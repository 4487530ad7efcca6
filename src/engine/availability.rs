use std::collections::HashMap;

use ulid::Ulid;

use crate::model::*;

// ── Availability Oracle ───────────────────────────────────────────

/// True iff an arbitrary user may book the workspace for all of `window`.
pub fn is_available(timeline: &Timeline, window: &Span) -> bool {
    booking_conflict(timeline, window).is_none() && uncovered_spans(timeline, window).is_empty()
}

/// Every sub-interval of `window` in which the workspace cannot be booked,
/// sorted and merged.
pub fn unavailable_spans(timeline: &Timeline, window: &Span) -> Vec<Span> {
    let mut blocked: Vec<Span> = timeline
        .overlapping(window)
        .filter(|i| i.is_booking())
        .map(|i| i.span.clamp_to(window))
        .collect();
    blocked.extend(uncovered_spans(timeline, window));
    blocked.sort_by_key(|s| s.start);
    merge_overlapping(&blocked)
}

/// First live booking overlapping `window`.
pub fn booking_conflict<'a>(timeline: &'a Timeline, window: &Span) -> Option<&'a Interval> {
    timeline.overlapping(window).find(|i| i.is_booking())
}

#[derive(Default, Clone, Copy)]
struct Coverage {
    assigned: u32,
    offered: u32,
}

impl Coverage {
    fn is_assignee(&self) -> bool {
        self.assigned > 0
    }

    fn is_satisfied(&self) -> bool {
        self.assigned > 0 && self.offered > 0
    }
}

#[derive(Clone, Copy)]
enum Role {
    Assigned,
    Offered,
}

/// Sub-intervals of `window` where someone holds the workspace and none of
/// the current assignees has offered it.
///
/// Sweep over assignment/offering endpoints clamped to the window. Between
/// two consecutive endpoints the predicate is constant. Ends sort before
/// starts at equal timestamps so back-to-back intervals never overlap.
pub fn uncovered_spans(timeline: &Timeline, window: &Span) -> Vec<Span> {
    let mut events: Vec<(Ms, i32, Role, Ulid)> = Vec::new();
    for interval in timeline.overlapping(window) {
        let (role, user_id) = match interval.kind {
            IntervalKind::Assignment { user_id } => (Role::Assigned, user_id),
            IntervalKind::Offering { user_id } => (Role::Offered, user_id),
            IntervalKind::Booking => continue,
        };
        let clamped = interval.span.clamp_to(window);
        events.push((clamped.start, 1, role, user_id));
        events.push((clamped.end, -1, role, user_id));
    }
    if events.is_empty() {
        return Vec::new();
    }
    events.sort_by(|a, b| a.0.cmp(&b.0).then(a.1.cmp(&b.1)));

    let mut per_user: HashMap<Ulid, Coverage> = HashMap::new();
    let mut assignees = 0u32;
    let mut satisfied = 0u32;
    let mut uncovered: Vec<Span> = Vec::new();
    let mut cursor = window.start;

    let mut i = 0;
    while i < events.len() {
        let t = events[i].0;
        if t > cursor {
            if assignees > 0 && satisfied == 0 {
                push_merged(&mut uncovered, Span::new(cursor, t));
            }
            cursor = t;
        }
        while i < events.len() && events[i].0 == t {
            let (_, delta, role, user_id) = events[i];
            let entry = per_user.entry(user_id).or_default();
            let before = *entry;
            let counter = match role {
                Role::Assigned => &mut entry.assigned,
                Role::Offered => &mut entry.offered,
            };
            *counter = counter.saturating_add_signed(delta);
            let after = *entry;

            match (before.is_assignee(), after.is_assignee()) {
                (false, true) => assignees += 1,
                (true, false) => assignees -= 1,
                _ => {}
            }
            match (before.is_satisfied(), after.is_satisfied()) {
                (false, true) => satisfied += 1,
                (true, false) => satisfied -= 1,
                _ => {}
            }
            i += 1;
        }
    }
    if cursor < window.end && assignees > 0 && satisfied == 0 {
        push_merged(&mut uncovered, Span::new(cursor, window.end));
    }
    uncovered
}

fn push_merged(out: &mut Vec<Span>, span: Span) {
    if let Some(last) = out.last_mut()
        && last.end == span.start {
            last.end = span.end;
            return;
        }
    out.push(span);
}

/// Merge sorted overlapping/adjacent intervals into disjoint intervals.
pub fn merge_overlapping(sorted: &[Span]) -> Vec<Span> {
    let mut merged: Vec<Span> = Vec::new();
    for &span in sorted {
        if let Some(last) = merged.last_mut()
            && span.start <= last.end {
                last.end = last.end.max(span.end);
                continue;
            }
        merged.push(span);
    }
    merged
}

pub fn subtract_intervals(base: &[Span], to_remove: &[Span]) -> Vec<Span> {
    let mut result = Vec::new();
    let mut ri = 0;

    for &b in base {
        let mut current_start = b.start;
        let current_end = b.end;

        while ri < to_remove.len() && to_remove[ri].end <= current_start {
            ri += 1;
        }

        let mut j = ri;
        while j < to_remove.len() && to_remove[j].start < current_end {
            let r = &to_remove[j];
            if r.start > current_start {
                result.push(Span::new(current_start, r.start));
            }
            current_start = current_start.max(r.end);
            j += 1;
        }

        if current_start < current_end {
            result.push(Span::new(current_start, current_end));
        }
    }

    result
}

====

• Brief: Output only the lines from the one that contains "let mut ri = 0;" through the final line of the records, exactly as given.

• Written response:
    let mut ri = 0;

    for &b in base {
        let mut current_start = b.start;
        let current_end = b.end;

        while ri < to_remove.len() && to_remove[ri].end <= current_start {
            ri += 1;
        }

        let mut j = ri;
        while j < to_remove.len() && to_remove[j].start < current_end {
            let r = &to_remove[j];
            if r.start > current_start {
                result.push(Span::new(current_start, r.start));
            }
            current_start = current_start.max(r.end);
            j += 1;
        }

        if current_start < current_end {
            result.push(Span::new(current_start, current_end));
        }
    }

    result
}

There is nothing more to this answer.